One of the things I enjoy about this site is the chance to pick everyone's brain and hear all of the different ideas or experiences, so...
How has Rescue Diver helped you guys? Whether it be improving your situational awareness or general diving skills as a whole, or preparing you for an actual emergency you later experienced, what are the positive experiences you've already had from Rescue Diver?
(You don't have to convince me of the course's importance; I'm already heading that route come Spring/Summer. I'm just interested in your experiences... regardless of if it's you learning better bouyancy control or an actual emergency.)
When I first did my rescue class, I had already been diving for several years, and had logged around 800 dives.
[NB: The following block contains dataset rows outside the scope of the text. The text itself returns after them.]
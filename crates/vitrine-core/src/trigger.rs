#![forbid(unsafe_code)]

//! Reactive trigger tables.
//!
//! Each page behavior that re-measures (the two text fitters and the timeline
//! width sync) declares the events it reacts to as a list of [`Reaction`]s:
//! a trigger source, the task it causes, and how repeated triggers coalesce.
//! The [`Scheduler`] turns incoming triggers into work using that table and a
//! [`FrameCoalescer`], so the debounce behavior can be tested without a
//! browser.

use crate::frame::{FrameCoalescer, FrameKinds};

/// Something that happened on the page.
#[derive(Debug, Clone, Copy, PartialEq, Eq, Hash)]
pub enum TriggerSource {
    /// Behaviors were just mounted.
    Startup,
    /// The window `resize` event.
    WindowResize,
    /// The headline measure element changed size.
    HeadlineResize,
    /// The subhead box changed size.
    SubheadResize,
    /// All web fonts finished loading.
    FontsReady,
    /// The tab became visible again.
    VisibilityRestored,
    /// Zero-delay timer, used when the font loading API is missing.
    Deferred,
}

/// Work a trigger can cause.
#[derive(Debug, Clone, Copy, PartialEq, Eq, Hash)]
pub enum Task {
    FitHeadline,
    FitSubhead,
    SyncTimelineWidth,
}

impl Task {
    /// All tasks, in the order they run within a frame.
    pub const ALL: [Task; 3] = [Task::FitHeadline, Task::FitSubhead, Task::SyncTimelineWidth];

    /// Frame-coalescing slot for this task.
    #[must_use]
    pub const fn frame_kind(self) -> FrameKinds {
        match self {
            Self::FitHeadline => FrameKinds::HEADLINE_FIT,
            Self::FitSubhead => FrameKinds::SUBHEAD_FIT,
            Self::SyncTimelineWidth => FrameKinds::TIMELINE_WIDTH,
        }
    }

    /// Expand a set of frame kinds into tasks, in run order.
    #[must_use]
    pub fn from_kinds(kinds: FrameKinds) -> Vec<Task> {
        Self::ALL
            .into_iter()
            .filter(|task| kinds.contains(task.frame_kind()))
            .collect()
    }
}

/// How repeated triggers for the same task are combined.
#[derive(Debug, Clone, Copy, PartialEq, Eq, Hash)]
pub enum Coalescing {
    /// Run synchronously on every trigger.
    Immediate,
    /// Run once on the next animation frame, however many triggers arrive.
    NextFrame,
}

/// Platform features that change which triggers are available.
#[derive(Debug, Clone, Copy, PartialEq, Eq)]
pub struct PlatformCaps {
    /// Element-level resize observation is available.
    pub resize_observer: bool,
    /// The font loading API (`document.fonts.ready`) is available.
    pub font_loading: bool,
}

impl PlatformCaps {
    /// Every capability present.
    #[must_use]
    pub const fn modern() -> Self {
        Self {
            resize_observer: true,
            font_loading: true,
        }
    }

    /// No optional capability present.
    #[must_use]
    pub const fn minimal() -> Self {
        Self {
            resize_observer: false,
            font_loading: false,
        }
    }
}

impl Default for PlatformCaps {
    fn default() -> Self {
        Self::modern()
    }
}

/// One `(trigger, task, coalescing)` entry.
#[derive(Debug, Clone, Copy, PartialEq, Eq, Hash)]
pub struct Reaction {
    pub source: TriggerSource,
    pub task: Task,
    pub coalescing: Coalescing,
}

impl Reaction {
    #[must_use]
    pub const fn new(source: TriggerSource, task: Task, coalescing: Coalescing) -> Self {
        Self {
            source,
            task,
            coalescing,
        }
    }
}

/// The full set of reactions for a page.
#[derive(Debug, Clone, Default, PartialEq, Eq)]
pub struct ReactionTable {
    reactions: Vec<Reaction>,
}

impl ReactionTable {
    /// Empty table.
    #[must_use]
    pub fn new() -> Self {
        Self::default()
    }

    /// Standard reactions for the page, degraded to what `caps` supports.
    ///
    /// Fitters re-run when their box resizes (falling back to window resize),
    /// when fonts load (falling back to a zero-delay timer), when the tab
    /// becomes visible, and at startup. The timeline width sync runs at
    /// startup, on window resize and when fonts load; it always waits for a
    /// frame.
    #[must_use]
    pub fn standard(caps: PlatformCaps) -> Self {
        use Coalescing::{Immediate, NextFrame};

        let mut table = Self::new();
        for (task, box_resize) in [
            (Task::FitHeadline, TriggerSource::HeadlineResize),
            (Task::FitSubhead, TriggerSource::SubheadResize),
        ] {
            let resize = if caps.resize_observer {
                box_resize
            } else {
                TriggerSource::WindowResize
            };
            let fonts = if caps.font_loading {
                TriggerSource::FontsReady
            } else {
                TriggerSource::Deferred
            };
            table.push(Reaction::new(TriggerSource::Startup, task, Immediate));
            table.push(Reaction::new(resize, task, NextFrame));
            table.push(Reaction::new(fonts, task, Immediate));
            table.push(Reaction::new(TriggerSource::VisibilityRestored, task, Immediate));
        }

        let timeline = Task::SyncTimelineWidth;
        table.push(Reaction::new(TriggerSource::Startup, timeline, NextFrame));
        table.push(Reaction::new(TriggerSource::WindowResize, timeline, NextFrame));
        if caps.font_loading {
            table.push(Reaction::new(TriggerSource::FontsReady, timeline, NextFrame));
        }
        table
    }

    /// Add a reaction. Exact duplicates are ignored.
    pub fn push(&mut self, reaction: Reaction) {
        if !self.reactions.contains(&reaction) {
            self.reactions.push(reaction);
        }
    }

    /// Reactions fired by `source`.
    pub fn for_source(&self, source: TriggerSource) -> impl Iterator<Item = &Reaction> + '_ {
        self.reactions.iter().filter(move |r| r.source == source)
    }

    /// Whether anything listens to `source`. Hosts use this to decide which
    /// listeners to install.
    #[must_use]
    pub fn listens_to(&self, source: TriggerSource) -> bool {
        self.reactions.iter().any(|r| r.source == source)
    }

    /// All reactions.
    #[must_use]
    pub fn reactions(&self) -> &[Reaction] {
        &self.reactions
    }
}

/// Work resulting from one trigger.
#[derive(Debug, Clone, Default, PartialEq, Eq)]
pub struct Dispatch {
    /// Tasks to run now, deduplicated, in table order.
    pub run_now: Vec<Task>,
    /// Whether the host must request an animation frame.
    pub request_frame: bool,
}

/// Routes triggers to tasks.
#[derive(Debug, Clone)]
pub struct Scheduler {
    table: ReactionTable,
    frames: FrameCoalescer,
}

impl Scheduler {
    #[must_use]
    pub fn new(table: ReactionTable) -> Self {
        Self {
            table,
            frames: FrameCoalescer::new(),
        }
    }

    #[must_use]
    pub fn table(&self) -> &ReactionTable {
        &self.table
    }

    #[must_use]
    pub fn frames(&self) -> &FrameCoalescer {
        &self.frames
    }

    /// Handle one trigger.
    pub fn dispatch(&mut self, source: TriggerSource) -> Dispatch {
        let mut dispatch = Dispatch::default();
        let mut deferred = FrameKinds::empty();
        for reaction in self.table.for_source(source) {
            match reaction.coalescing {
                Coalescing::Immediate => {
                    if !dispatch.run_now.contains(&reaction.task) {
                        dispatch.run_now.push(reaction.task);
                    }
                }
                Coalescing::NextFrame => deferred |= reaction.task.frame_kind(),
            }
        }
        dispatch.request_frame = self.frames.schedule(deferred);
        tracing::trace!(
            ?source,
            run_now = dispatch.run_now.len(),
            request_frame = dispatch.request_frame,
            "trigger dispatched"
        );
        dispatch
    }

    /// Handle the animation-frame callback. Returns the tasks to run.
    #[must_use]
    pub fn on_frame(&mut self) -> Vec<Task> {
        Task::from_kinds(self.frames.take_due())
    }
}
While I can't say that the class improved my general skills as a diver, I can say that the course did refine my ability to safely assist and/or rescue a diver in trouble. It also presented to me several situations and solutions, that I hadn't even considered yet.
The required scenarios are good, and depending on how realistic your instructor makes them, they happen in real life. Knowing how to respond to situations is important. The training in rescue is so important, that DM and Instructors are also required to demonstrate abilities in these skills.
Aside from the in water skills, which not only build confidence and ability to cope with panicked divers... You do basic first aid and CPR which if you're not already CPR certified isn't a bad thing either.
As recently as two weeks ago, I had to rescue a panicked diver on the surface right here in Pompano.
A small group of divers (4) entered the water. I entered the water after them... They were on the tag line from the boat to the buoy, and one diver had a problem with his BCD (I later found out his inflator hose was leaking badly). The guy who was in trouble was already kicking and panicking on the surface. Reg out of his mouth, mask not on his eyes (yes it was up on his forehead). I could see from underwater (my face was in the water) the guy was in trouble by his erratic behavior below the water, and swiftly swam up to him and inflated his BCD, immediately followed by grabbing his weights (and passed them up to the boat). Got the guy buoyant, calmed the guy down, and swam him back to the boat ladder. It all happened so fast, very few people (except the boat captain) even noticed there was a problem.
This played out almost exactly like in my Rescue diver course; dealing with a panicked diver on the surface. It was practically textbook scenario, only in real life.